Auch die Sparkasse spart bisher kaum Personal, weil sich vorerst ein Berater um verunsicherte Kunden kümmern muss. Aber die Frau am Tresen versichert, dass sie in den vergangenen Wochen weniger zu tun hatte als gedacht und sich auch ältere Leute schnell an den Automaten mit seinem Drei-Punkte-Menü gewöhnt hätten.

Dass Weniger oft mehr ist, zeigt sich auch, wenn man sich von der Sparkasse aus auf eine kleine Reise durch die automatisierte Stadt begibt. Am S-Bahnhof Potsdamer Platz verzweifelt gerade eine Familie aus Sachsen am Fahrschein-Automaten: Sie wollen zum Kurfürstendamm und später zurück in die Leipziger Straße. Geduldig blättern sich Vater, Mutter und Tochter durchs Tarifmenü auf dem Bildschirm. Aber der Weg von der Erklärung zum Kauf ist mühsam, denn er führt übers Hauptmenü. Kleingruppen- oder Tageskarten sind gar nicht im Angebot. Also marschiert die sächsische Familie zum Schalter mit Mensch dahinter. Während die Frau im Computer sucht, fährt die Bahn ab. Am Ende kaufen die Sachsen zähneknirschend sechs Einzelfahrscheine à 2,10 Euro. „Da ist es ja bequemer, sich drei Mal mit dem Auto zu verfahren. Und billiger wohl auch“, sagt Thomas Klietz, der Vater, und zieht mit Frau und Tochter weiter Richtung U-Bahn. Wären sie gleich dorthin gegangen, hätten sie es leichter gehabt, denn im Gegensatz zur S-Bahn verzichten die BVG-Automaten auf bunte Bilder und konzentrieren sich aufs Wesentliche, nämlich auf die Ticket-Auswahl – die gängigsten stehen oben. Außerdem ist das Bild kontrastreich, während die Displays bei der S-Bahn im Sonnenlicht kaum erkennbar sind.

Mit dem Auto hätte es Familie Klietz tatsächlich noch einfacher gehabt: 50 Cent pro halbe Stunde, verkündet der Parkscheinautomat; Schnickschnack und Wortschöpfungen à la Happy Parking Hour gibt es nicht.

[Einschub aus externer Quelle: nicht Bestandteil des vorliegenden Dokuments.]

//! Phone input normalizer — turns whatever the user typed into a
//! [`CanonicalPhone`] (`+7XXXXXXXXXX`), or reports
//! [`ValidationError::InvalidFormat`].
//!
//! # Accepted shapes (after stripping everything but `0-9` and `+`)
//!
//! | Shape | Length | Result |
//! |-------|--------|--------|
//! | `+7XXXXXXXXXX` | 12 | kept as-is |
//! | `7XXXXXXXXXX`, `8XXXXXXXXXX` | 11 | leading digit replaced by `+7` |
//! | `XXXXXXXXXX` | 10 | `+7` prepended |
//!
//! Anything else is `INVALID_FORMAT`, including the empty string.
//!
//! # Editing
//!
//! [`normalize_edit`] is the keystroke-time variant. The input field only
//! ever holds the subscriber digits (the `+7` is a fixed visual prefix), so
//! each edit is re-stripped and the cursor is moved back by the number of
//! characters that disappeared in front of it.

use crate::error::ValidationError;
use crate::types::{CanonicalPhone, SUBSCRIBER_LEN};
use serde::Serialize;

// ---------------------------------------------------------------------------
// Submit-time normalization
// ---------------------------------------------------------------------------

/// Normalize a complete phone number.
///
/// Idempotent: feeding a canonical number back in returns it unchanged.
pub fn normalize(raw: &str) -> Result<CanonicalPhone, ValidationError> {
    let stripped = strip(raw);
    subscriber_of(&stripped)
        .map(CanonicalPhone::from_subscriber)
        .ok_or(ValidationError::InvalidFormat)
}

/// Keep only ASCII digits and `+`.
fn strip(raw: &str) -> String {
    raw.chars()
        .filter(|c| c.is_ascii_digit() || *c == '+')
        .collect()
}

/// Classify a stripped string by length and prefix and return its ten
/// subscriber digits.
fn subscriber_of(stripped: &str) -> Option<&str> {
    // `stripped` is pure ASCII, so byte length == char count.
    let subscriber = match stripped.len() {
        12 => stripped.strip_prefix("+7")?,
        11 => stripped.strip_prefix(&['7', '8'][..])?,
        10 => stripped,
        _ => return None,
    };
    subscriber
        .bytes()
        .all(|b| b.is_ascii_digit())
        .then_some(subscriber)
}

// ---------------------------------------------------------------------------
// Keystroke-time normalization
// ---------------------------------------------------------------------------

/// Result of one edit to the phone field.
#[derive(Debug, Clone, PartialEq, Eq, Serialize)]
pub struct PhoneEdit {
    /// Subscriber digits now in the field (at most ten).
    pub digits: String,
    /// Cursor position within `digits`, in characters.
    pub cursor: usize,
    /// Set once `digits` is a complete subscriber number.
    pub canonical: Option<CanonicalPhone>,
}

impl PhoneEdit {
    fn new(digits: String, cursor: usize) -> Self {
        let cursor = cursor.min(digits.len());
        let canonical = (digits.len() == SUBSCRIBER_LEN)
            .then(|| CanonicalPhone::from_subscriber(&digits));
        Self {
            digits,
            cursor,
            canonical,
        }
    }
}

/// Recompute the subscriber buffer after the field text changed.
///
/// - `previous` is the buffer before the edit;
/// - `raw` is the field text after the edit, exactly as the input widget
///   reports it (may contain pasted punctuation or a `+7` / `8` prefix);
/// - `cursor` is the caret position in `raw`, counted in characters.
///
/// Rules, in order:
///
/// 1. Every non-digit in front of the cursor shifts it left by one.
/// 2. The `7` of a `+7` prefix is dropped.
/// 3. If `previous` was full and the edit adds digits, the edit is refused:
///    `previous` comes back and the caret returns to where it was before the
///    inserted digits.
/// 4. Past ten digits, a leading `7`/`8` is a trunk prefix and is dropped.
/// 5. Whatever is still past ten digits (a long paste into a partial field)
///    is truncated.
///
/// A dropped prefix digit shifts the cursor one further, but only when that
/// digit was in front of the cursor.
pub fn normalize_edit(previous: &str, raw: &str, cursor: usize) -> PhoneEdit {
    let cursor = cursor.min(raw.chars().count());
    let removed_before = raw
        .chars()
        .take(cursor)
        .filter(|c| !c.is_ascii_digit())
        .count();
    let mut at = cursor - removed_before;

    let mut digits: String = raw.chars().filter(char::is_ascii_digit).collect();
    let lead = raw.chars().position(|c| c.is_ascii_digit());
    let plus_seven = strip(raw).starts_with("+7");

    let drop_lead = |digits: &mut String, at: &mut usize| {
        digits.remove(0);
        if matches!(lead, Some(pos) if pos < cursor) {
            *at = at.saturating_sub(1);
        }
    };

    if plus_seven {
        drop_lead(&mut digits, &mut at);
    }

    let previous: String = previous
        .chars()
        .filter(char::is_ascii_digit)
        .take(SUBSCRIBER_LEN)
        .collect();
    if previous.len() == SUBSCRIBER_LEN && digits.len() > SUBSCRIBER_LEN {
        let inserted = digits.len() - SUBSCRIBER_LEN;
        return PhoneEdit::new(previous, at.saturating_sub(inserted));
    }

    if !plus_seven && digits.len() > SUBSCRIBER_LEN && digits.starts_with(['7', '8']) {
        drop_lead(&mut digits, &mut at);
    }
    digits.truncate(SUBSCRIBER_LEN);

    PhoneEdit::new(digits, at)
}

// ---------------------------------------------------------------------------
// Display
// ---------------------------------------------------------------------------

/// Group a (possibly partial) subscriber buffer as `XXX XXX-XX-XX`.
pub fn format_subscriber(digits: &str) -> String {
    let mut out = String::with_capacity(digits.len() + 3);
    for (i, c) in digits.chars().enumerate() {
        match i {
            3 => out.push(' '),
            6 | 8 => out.push('-'),
            _ => {}
        }
        out.push(c);
    }
    out
}

// ---------------------------------------------------------------------------
// Tests
// ---------------------------------------------------------------------------
//! Submission state machine shared by the phone and SMS screens.
//!
//! ```text
//!            Submit              Resolve
//! Initial ──────────► Loading ──────────► Success ──NavigateAway──► Departed
//!    │                 │   ▲                 │
//!    │ Reject     Fail │   │ Submit          │ Reset
//!    ▼                 ▼   │                 ▼
//!  Error ◄─────────────────┘              Initial
//! ```
//!
//! States are plain values. [`SubmissionState::apply`] is a pure reducer: it
//! never mutates, it returns the next state or the reason the transition was
//! refused. `Submit` while `Loading` is refused with
//! [`TransitionError::Busy`], which is how a screen keeps at most one request
//! in flight.

use crate::error::{GatewayError, TransitionError, ValidationError};

// ---------------------------------------------------------------------------
// Failure
// ---------------------------------------------------------------------------

/// What the `Error` state shows the user.
#[derive(Debug, Clone, PartialEq, Eq)]
pub struct Failure {
    pub message: String,
    /// Confirmation attempts left, when the server reported them.
    pub attempts_left: Option<u32>,
    /// No attempts left; the flow has to start over.
    pub exhausted: bool,
}

impl Failure {
    pub fn new(message: impl Into<String>) -> Self {
        Self {
            message: message.into(),
            attempts_left: None,
            exhausted: false,
        }
    }
}

impl From<ValidationError> for Failure {
    fn from(err: ValidationError) -> Self {
        Failure::new(err.to_string())
    }
}

impl From<&GatewayError> for Failure {
    fn from(err: &GatewayError) -> Self {
        Self {
            message: err.to_string(),
            attempts_left: err.attempts_left(),
            exhausted: err.is_exhausted(),
        }
    }
}

// ---------------------------------------------------------------------------
// Phase / Transition
// ---------------------------------------------------------------------------

/// Payload-free discriminant of [`SubmissionState`], for logs and errors.
#[derive(Debug, Clone, Copy, PartialEq, Eq, Hash)]
pub enum Phase {
    Initial,
    Loading,
    Success,
    Error,
    Departed,
}

impl std::fmt::Display for Phase {
    fn fmt(&self, f: &mut std::fmt::Formatter<'_>) -> std::fmt::Result {
        match self {
            Phase::Initial => write!(f, "initial"),
            Phase::Loading => write!(f, "loading"),
            Phase::Success => write!(f, "success"),
            Phase::Error => write!(f, "error"),
            Phase::Departed => write!(f, "departed"),
        }
    }
}

#[derive(Debug, Clone, PartialEq, Eq)]
pub enum Transition<T> {
    /// A request was issued.
    Submit,
    /// The outstanding request succeeded.
    Resolve(T),
    /// The outstanding request failed.
    Fail(Failure),
    /// Local validation failed; no request was issued.
    Reject(Failure),
    /// The screen was re-entered after a success; input is kept.
    Reset,
    /// The user left the screen after a success. Terminal.
    NavigateAway,
}

impl<T> Transition<T> {
    pub fn name(&self) -> &'static str {
        match self {
            Transition::Submit => "submit",
            Transition::Resolve(_) => "resolve",
            Transition::Fail(_) => "fail",
            Transition::Reject(_) => "reject",
            Transition::Reset => "reset",
            Transition::NavigateAway => "navigate-away",
        }
    }
}

// ---------------------------------------------------------------------------
// SubmissionState
// ---------------------------------------------------------------------------

#[derive(Debug, Clone, PartialEq, Eq)]
pub enum SubmissionState<T> {
    Initial,
    Loading,
    Success(T),
    Error(Failure),
    Departed,
}

impl<T> Default for SubmissionState<T> {
    fn default() -> Self {
        SubmissionState::Initial
    }
}

impl<T> SubmissionState<T> {
    /// Compute the state that follows `transition`.
    pub fn apply(&self, transition: Transition<T>) -> Result<Self, TransitionError> {
        use SubmissionState as S;
        use Transition as Tr;

        match (self, transition) {
            (S::Departed, _) => Err(TransitionError::Departed),
            (S::Loading, Tr::Submit) => Err(TransitionError::Busy),
            (S::Initial | S::Error(_), Tr::Submit) => Ok(S::Loading),
            (S::Loading, Tr::Resolve(value)) => Ok(S::Success(value)),
            (S::Loading, Tr::Fail(failure)) => Ok(S::Error(failure)),
            (S::Initial | S::Error(_), Tr::Reject(failure)) => Ok(S::Error(failure)),
            (S::Success(_), Tr::Reset) => Ok(S::Initial),
            (S::Success(_), Tr::NavigateAway) => Ok(S::Departed),
            (from, transition) => Err(TransitionError::Invalid {
                from: from.phase(),
                transition: transition.name(),
            }),
        }
    }

    pub fn phase(&self) -> Phase {
        match self {
            SubmissionState::Initial => Phase::Initial,
            SubmissionState::Loading => Phase::Loading,
            SubmissionState::Success(_) => Phase::Success,
            SubmissionState::Error(_) => Phase::Error,
            SubmissionState::Departed => Phase::Departed,
        }
    }

    /// A request is outstanding; inputs and the submit action are disabled.
    pub fn is_busy(&self) -> bool {
        matches!(self, SubmissionState::Loading)
    }

    pub fn can_submit(&self) -> bool {
        matches!(self, SubmissionState::Initial | SubmissionState::Error(_))
    }

    pub fn success(&self) -> Option<&T> {
        match self {
            SubmissionState::Success(value) => Some(value),
            _ => None,
        }
    }

    pub fn failure(&self) -> Option<&Failure> {
        match self {
            SubmissionState::Error(failure) => Some(failure),
            _ => None,
        }
    }
}

// ---------------------------------------------------------------------------
// Tests
// ---------------------------------------------------------------------------
// ---------------------------------------------------------------------------
// Command
// ---------------------------------------------------------------------------

use crate::event::{AppEvent, Direction};
use sendy_core::types::SUBSCRIBER_LEN;

/// Largest repeat count for `bs`, `left` and `right`: the widest field.
pub const MAX_REPEAT: usize = SUBSCRIBER_LEN;

pub const HELP: &str = "\
commands:
  type <text>     type characters into the focused field
  paste <text>    paste text at the caret
  bs [n]          backspace n times (default 1, at most 10)
  left [n]        move the caret left
  right [n]       move the caret right
  clear           empty the focused field
  agree           toggle the terms agreement
  submit          send the phone number or the code
  code <digits>   replace the code and submit it
  reset           leave the SMS screen and start over
  bank <name>     pick a bank when asked to
  wait            block until the pending request finishes
  status          print the current screen
  help            show this text
  q, quit         leave";

/// One parsed shell line.
#[derive(Debug, Clone, PartialEq, Eq)]
pub enum Command {
    Type(String),
    Paste(String),
    Backspace(usize),
    Left(usize),
    Right(usize),
    Clear,
    Agree,
    Submit,
    // Clear, paste and submit in one go
    Code(String),
    Reset,
    Bank(String),
    // Handled by the shell loop, not the app
    Wait,
    Status,
    Help,
    Quit,
}

impl Command {
    /// Parse one shell line.
    ///
    /// Returns `Ok(cmd)` on success, `Err(message)` on failure. An empty
    /// line returns `Err("")` as a sentinel meaning "nothing to do".
    pub fn parse(input: &str) -> Result<Command, String> {
        let input = input.trim();
        if input.is_empty() {
            return Err(String::new());
        }

        let (word, rest) = input
            .split_once(char::is_whitespace)
            .map(|(w, r)| (w, r.trim()))
            .unwrap_or((input, ""));

        match word {
            "q" | "quit" | "exit" => Ok(Command::Quit),
            "help" => Ok(Command::Help),
            "status" => Ok(Command::Status),
            "wait" => Ok(Command::Wait),
            "clear" => Ok(Command::Clear),
            "agree" => Ok(Command::Agree),
            "submit" => Ok(Command::Submit),
            "reset" => Ok(Command::Reset),
            "bs" | "backspace" => count(rest, "bs").map(Command::Backspace),
            "left" => count(rest, "left").map(Command::Left),
            "right" => count(rest, "right").map(Command::Right),
            "type" => required(rest, "type <text>").map(Command::Type),
            "paste" => required(rest, "paste <text>").map(Command::Paste),
            "code" => required(rest, "code <digits>").map(Command::Code),
            "bank" => required(rest, "bank <name>").map(Command::Bank),
            other => Err(format!("unknown command: {other}")),
        }
    }

    /// The app events this command stands for. Shell-only commands map to
    /// nothing.
    pub fn into_events(self) -> Vec<AppEvent> {
        match self {
            Command::Type(text) => text.chars().map(AppEvent::Char).collect(),
            Command::Paste(text) => vec![AppEvent::Paste(text)],
            Command::Backspace(n) => vec![AppEvent::Backspace; n],
            Command::Left(n) => vec![AppEvent::Cursor(Direction::Left); n],
            Command::Right(n) => vec![AppEvent::Cursor(Direction::Right); n],
            Command::Clear => vec![AppEvent::Clear],
            Command::Agree => vec![AppEvent::ToggleAgreement],
            Command::Submit => vec![AppEvent::Submit],
            Command::Code(code) => vec![AppEvent::Clear, AppEvent::Paste(code), AppEvent::Submit],
            Command::Reset => vec![AppEvent::Reset],
            Command::Bank(name) => vec![AppEvent::SelectBank(name)],
            Command::Quit => vec![AppEvent::Quit],
            Command::Wait | Command::Status | Command::Help => Vec::new(),
        }
    }
}

fn count(rest: &str, word: &str) -> Result<usize, String> {
    if rest.is_empty() {
        return Ok(1);
    }
    match rest.parse::<usize>() {
        Ok(n) if n <= MAX_REPEAT => Ok(n),
        _ => Err(format!("usage: {word} [count], count at most {MAX_REPEAT}")),
    }
}

fn required(rest: &str, usage: &str) -> Result<String, String> {
    if rest.is_empty() {
        Err(format!("usage: {usage}"))
    } else {
        Ok(rest.to_string())
    }
}

#[cfg(test)]
mod tests {
    use super::*;
    use pretty_assertions::assert_eq;

    #[test]
    fn empty_line_is_sentinel() {
        assert_eq!(Command::parse("   "), Err(String::new()));
    }

    #[test]
    fn simple_words() {
        assert_eq!(Command::parse("submit"), Ok(Command::Submit));
        assert_eq!(Command::parse("q"), Ok(Command::Quit));
        assert_eq!(Command::parse(" wait "), Ok(Command::Wait));
    }

    #[test]
    fn counts_default_to_one() {
        assert_eq!(Command::parse("bs"), Ok(Command::Backspace(1)));
        assert_eq!(Command::parse("left 3"), Ok(Command::Left(3)));
        assert_eq!(
            Command::parse("right x"),
            Err("usage: right [count], count at most 10".to_string())
        );
    }

    #[test]
    fn counts_are_capped_at_field_width() {
        assert_eq!(Command::parse("bs 10"), Ok(Command::Backspace(10)));
        assert_eq!(
            Command::parse("bs 11"),
            Err("usage: bs [count], count at most 10".to_string())
        );
        assert_eq!(
            Command::parse("left 18446744073709551615"),
            Err("usage: left [count], count at most 10".to_string())
        );
        assert_eq!(
            Command::parse("right 99999999999999999999999"),
            Err("usage: right [count], count at most 10".to_string())
        );
    }

    #[test]
    fn text_argument_keeps_inner_spaces() {
        assert_eq!(
            Command::parse("paste +7 999 123-45-67"),
            Ok(Command::Paste("+7 999 123-45-67".into()))
        );
        assert_eq!(Command::parse("type"), Err("usage: type <text>".to_string()));
    }

    #[test]
    fn unknown_word() {
        assert_eq!(
            Command::parse("dance"),
            Err("unknown command: dance".to_string())
        );
    }

    #[test]
    fn type_expands_to_chars() {
        let events = Command::Type("9a".into()).into_events();
        assert_eq!(events, vec![AppEvent::Char('9'), AppEvent::Char('a')]);
    }

    #[test]
    fn code_clears_then_submits() {
        let events = Command::Code("123456".into()).into_events();
        assert_eq!(
            events,
            vec![
                AppEvent::Clear,
                AppEvent::Paste("123456".into()),
                AppEvent::Submit
            ]
        );
    }

    #[test]
    fn shell_commands_have_no_events() {
        assert!(Command::Wait.into_events().is_empty());
        assert!(Command::Status.into_events().is_empty());
    }
}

Ähnlich simpel ist die Bedienung des Briefmarkenautomaten in den Potsdamer Platz Arkaden: klare Anweisungen (in acht verschiedenen Sprachen!), solide Tasten und ringsum genug Platz auch für Rollstuhlfahrer. Nebenan im Kaiser’s-Markt findet sich sogar noch eine automatenfreie Zone: Leergut wird wie einst von Menschen zurückgenommen. Dem jungen Mann, der mit seinen zwei Colaflaschen seit drei Minuten an dem verwaisten Tresen Sturm klingelt, wäre ein Automat allerdings lieber.